*** Opening of Material to process ***
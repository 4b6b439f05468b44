//! SQLite persistence for the iteration journal.

pub mod connection;
pub mod journal;
pub mod migrations;

pub use connection::{create_pool, create_test_pool, database_url, ConnectionError, PoolConfig};
pub use journal::SqliteJournal;
pub use migrations::{all_embedded_migrations, Migration, MigrationError, Migrator};

use sqlx::SqlitePool;

use crate::domain::models::DatabaseConfig;

#[derive(Debug, thiserror::Error)]
pub enum DatabaseError {
    #[error("Connection error: {0}")]
    Connection(#[from] ConnectionError),
    #[error("Migration error: {0}")]
    Migration(#[from] MigrationError),
}

pub async fn initialize_database(database_url: &str, config: Option<PoolConfig>) -> Result<SqlitePool, DatabaseError> {
    let pool = create_pool(database_url, config).await?;
    let migrator = Migrator::new(pool.clone());
    migrator.run_embedded_migrations(all_embedded_migrations()).await?;
    Ok(pool)
}

/// Open (creating if needed) the journal described by the database config.
pub async fn open_journal(config: &DatabaseConfig) -> Result<SqliteJournal, DatabaseError> {
    let pool_config = PoolConfig {
        max_connections: config.max_connections,
        ..PoolConfig::default()
    };
    let pool = initialize_database(&database_url(&config.path), Some(pool_config)).await?;
    Ok(SqliteJournal::new(pool))
}
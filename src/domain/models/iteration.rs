//! Append-only journal records of the self-consistency loop.

use chrono::{DateTime, Utc};
use serde::{Deserialize, Serialize};
use uuid::Uuid;

use crate::domain::models::config::RelaxationConfig;
use crate::domain::models::hubbard::HubbardParameterSet;
use crate::domain::models::outcome::{FailureReason, JobOutcome};
use crate::domain::models::structure::Structure;

/// What the loop decided at the end of an iteration.
#[derive(Debug, Clone, Copy, PartialEq, Eq, Serialize, Deserialize)]
#[serde(rename_all = "snake_case")]
pub enum LoopDecision {
    Continue,
    Converged,
    MaxIterationsExceeded,
    Failed,
}

impl LoopDecision {
    pub fn as_str(&self) -> &'static str {
        match self {
            Self::Continue => "continue",
            Self::Converged => "converged",
            Self::MaxIterationsExceeded => "max_iterations_exceeded",
            Self::Failed => "failed",
        }
    }
}

/// Condensed view of one stage's run.
#[derive(Debug, Clone, PartialEq, Serialize, Deserialize)]
pub struct StageSummary {
    pub outcome: JobOutcome<()>,
    /// Attempts across all jobs of the stage.
    pub attempts: u32,
    #[serde(default, skip_serializing_if = "Option::is_none")]
    pub total_energy: Option<f64>,
    /// Number of decomposition tasks, for extraction stages.
    #[serde(default, skip_serializing_if = "Option::is_none")]
    pub task_count: Option<usize>,
}

/// One completed iteration of the inner loop.
#[derive(Debug, Clone, PartialEq, Serialize, Deserialize)]
pub struct IterationRecord {
    /// Relaxation cycle, 0 for the first structure.
    pub cycle: u32,
    /// Iteration index within the cycle, starting at 0.
    pub iteration: u32,
    pub input: HubbardParameterSet,
    #[serde(default)]
    pub output: Option<HubbardParameterSet>,
    #[serde(default)]
    pub max_delta: Option<f64>,
    pub ground_state: StageSummary,
    #[serde(default)]
    pub extraction: Option<StageSummary>,
    pub decision: LoopDecision,
    /// Why the iteration failed, when `decision` is `Failed`.
    #[serde(default)]
    pub failure: Option<FailureReason>,
    pub recorded_at: DateTime<Utc>,
}

/// One relaxation step closing an outer cycle.
#[derive(Debug, Clone, PartialEq, Serialize, Deserialize)]
pub struct RelaxationRecord {
    /// The cycle this relaxation closes.
    pub cycle: u32,
    pub summary: StageSummary,
    #[serde(default)]
    pub max_displacement: Option<f64>,
    /// Whether the structure moved beyond the displacement tolerance.
    pub structure_changed: bool,
    /// Relaxed structure, when the job succeeded.
    #[serde(default)]
    pub structure: Option<Structure>,
    /// Parameters the next cycle starts from.
    #[serde(default)]
    pub carried_parameters: Option<HubbardParameterSet>,
    #[serde(default)]
    pub failure: Option<FailureReason>,
    pub recorded_at: DateTime<Utc>,
}

/// A journal line: either an iteration or a relaxation.
#[derive(Debug, Clone, PartialEq, Serialize, Deserialize)]
#[serde(tag = "kind", rename_all = "snake_case")]
pub enum JournalEntry {
    Iteration(IterationRecord),
    Relaxation(RelaxationRecord),
}

impl JournalEntry {
    pub fn kind(&self) -> &'static str {
        match self {
            Self::Iteration(_) => "iteration",
            Self::Relaxation(_) => "relaxation",
        }
    }

    pub fn cycle(&self) -> u32 {
        match self {
            Self::Iteration(record) => record.cycle,
            Self::Relaxation(record) => record.cycle,
        }
    }

    /// Iteration index; relaxations sort under index 0 of their kind.
    pub fn iteration(&self) -> u32 {
        match self {
            Self::Iteration(record) => record.iteration,
            Self::Relaxation(_) => 0,
        }
    }

    pub fn recorded_at(&self) -> DateTime<Utc> {
        match self {
            Self::Iteration(record) => record.recorded_at,
            Self::Relaxation(record) => record.recorded_at,
        }
    }
}

/// Inputs a run was started with; enough to replay its journal.
#[derive(Debug, Clone, PartialEq, Serialize, Deserialize)]
pub struct RunManifest {
    pub run_id: Uuid,
    pub structure: Structure,
    pub starting_parameters: HubbardParameterSet,
    /// Relaxation settings the run was started with. Replay folds the
    /// journal against these, whatever the current configuration says.
    #[serde(default)]
    pub relaxation: RelaxationConfig,
    pub created_at: DateTime<Utc>,
}

impl RunManifest {
    pub fn new(structure: Structure, starting_parameters: HubbardParameterSet) -> Self {
        Self {
            run_id: Uuid::new_v4(),
            structure,
            starting_parameters,
            relaxation: RelaxationConfig::default(),
            created_at: Utc::now(),
        }
    }

    pub fn with_relaxation(mut self, relaxation: RelaxationConfig) -> Self {
        self.relaxation = relaxation;
        self
    }
}
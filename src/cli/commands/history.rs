//! `history` command: list runs or show one run's journal.

use anyhow::{Context, Result};
use chrono::{DateTime, Utc};
use clap::Args;
use serde::Serialize;
use uuid::Uuid;

use crate::adapters::sqlite::open_journal;
use crate::cli::output::{fmt_optional, list_table, output, CommandOutput};
use crate::domain::models::{Config, JournalEntry, LoopPhase};
use crate::domain::ports::IterationJournal;

#[derive(Args, Debug)]
pub struct HistoryArgs {
    /// Run to show in detail; lists all runs when omitted
    pub run_id: Option<Uuid>,
}

#[derive(Debug, Serialize)]
pub struct RunSummary {
    pub run_id: Uuid,
    pub created_at: DateTime<Utc>,
    pub sites: usize,
    pub parameters: usize,
    pub phase: Option<LoopPhase>,
    pub cycle: u32,
    pub iteration: u32,
}

#[derive(Debug, Serialize)]
pub struct RunListOutput {
    pub runs: Vec<RunSummary>,
    pub total: usize,
}

impl CommandOutput for RunListOutput {
    fn to_human(&self) -> String {
        if self.runs.is_empty() {
            return "No runs found.".to_string();
        }
        let mut table = list_table(&["run", "started", "sites", "params", "phase", "cycle", "iteration"]);
        for run in &self.runs {
            table.add_row(vec![
                run.run_id.to_string(),
                run.created_at.format("%Y-%m-%d %H:%M:%S").to_string(),
                run.sites.to_string(),
                run.parameters.to_string(),
                run.phase.map_or_else(|| "-".to_string(), |p| p.to_string()),
                run.cycle.to_string(),
                run.iteration.to_string(),
            ]);
        }
        format!("{} run(s):\n{table}", self.total)
    }
}

#[derive(Debug, Serialize)]
pub struct RunDetailOutput {
    pub run_id: Uuid,
    pub phase: Option<LoopPhase>,
    pub entries: Vec<JournalEntry>,
}

impl CommandOutput for RunDetailOutput {
    fn to_human(&self) -> String {
        let mut lines = vec![format!("Run: {}", self.run_id)];
        if let Some(phase) = self.phase {
            lines.push(format!("Phase: {phase}"));
        }
        if self.entries.is_empty() {
            lines.push("No journal entries.".to_string());
            return lines.join("\n");
        }

        let mut table = list_table(&["cycle", "step", "outcome", "attempts", "max delta", "energy"]);
        for entry in &self.entries {
            match entry {
                JournalEntry::Iteration(record) => {
                    let attempts = record.ground_state.attempts
                        + record.extraction.as_ref().map_or(0, |s| s.attempts);
                    table.add_row(vec![
                        record.cycle.to_string(),
                        format!("iteration {}", record.iteration),
                        record.decision.as_str().to_string(),
                        attempts.to_string(),
                        fmt_optional(record.max_delta, 6),
                        fmt_optional(record.ground_state.total_energy, 4),
                    ]);
                }
                JournalEntry::Relaxation(record) => {
                    let outcome = if record.failure.is_some() {
                        "failed"
                    } else if record.structure_changed {
                        "structure changed"
                    } else {
                        "structure unchanged"
                    };
                    table.add_row(vec![
                        record.cycle.to_string(),
                        "relaxation".to_string(),
                        outcome.to_string(),
                        record.summary.attempts.to_string(),
                        fmt_optional(record.max_displacement, 6),
                        fmt_optional(record.summary.total_energy, 4),
                    ]);
                }
            }
        }
        lines.push(table.to_string());

        let failure = self.entries.iter().rev().find_map(|entry| match entry {
            JournalEntry::Iteration(record) => record.failure.as_ref(),
            JournalEntry::Relaxation(record) => record.failure.as_ref(),
        });
        if let Some(reason) = failure {
            lines.push(format!("Failure: {reason}"));
        }
        lines.join("\n")
    }
}

pub async fn execute(args: HistoryArgs, config: Config, json_mode: bool) -> Result<()> {
    let journal = open_journal(&config.database)
        .await
        .context("Failed to open the iteration journal")?;

    match args.run_id {
        Some(run_id) => {
            journal
                .manifest(run_id)
                .await?
                .ok_or_else(|| anyhow::anyhow!("Run not found: {run_id}"))?;
            let entries = journal.entries(run_id).await?;
            let phase = journal.snapshot(run_id).await?.map(|s| s.phase);
            output(&RunDetailOutput { run_id, phase, entries }, json_mode);
        }
        None => {
            let mut runs = Vec::new();
            for manifest in journal.runs().await? {
                let snapshot = journal.snapshot(manifest.run_id).await?;
                runs.push(RunSummary {
                    run_id: manifest.run_id,
                    created_at: manifest.created_at,
                    sites: manifest.structure.len(),
                    parameters: manifest.starting_parameters.len(),
                    phase: snapshot.as_ref().map(|s| s.phase),
                    cycle: snapshot.as_ref().map_or(0, |s| s.cycle),
                    iteration: snapshot.as_ref().map_or(0, |s| s.iteration),
                });
            }
            output(&RunListOutput { total: runs.len(), runs }, json_mode);
        }
    }
    Ok(())
}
*** Close of Material to process ***
**Activity:** Search the entries for the word "JournalEntry" and copy every line that has it.

**Exercise answer:**
pub enum JournalEntry {
impl JournalEntry {
use crate::domain::models::{Config, JournalEntry, LoopPhase};
    pub entries: Vec<JournalEntry>,
                JournalEntry::Iteration(record) => {
                JournalEntry::Relaxation(record) => {
            JournalEntry::Iteration(record) => record.failure.as_ref(),
            JournalEntry::Relaxation(record) => record.failure.as_ref(),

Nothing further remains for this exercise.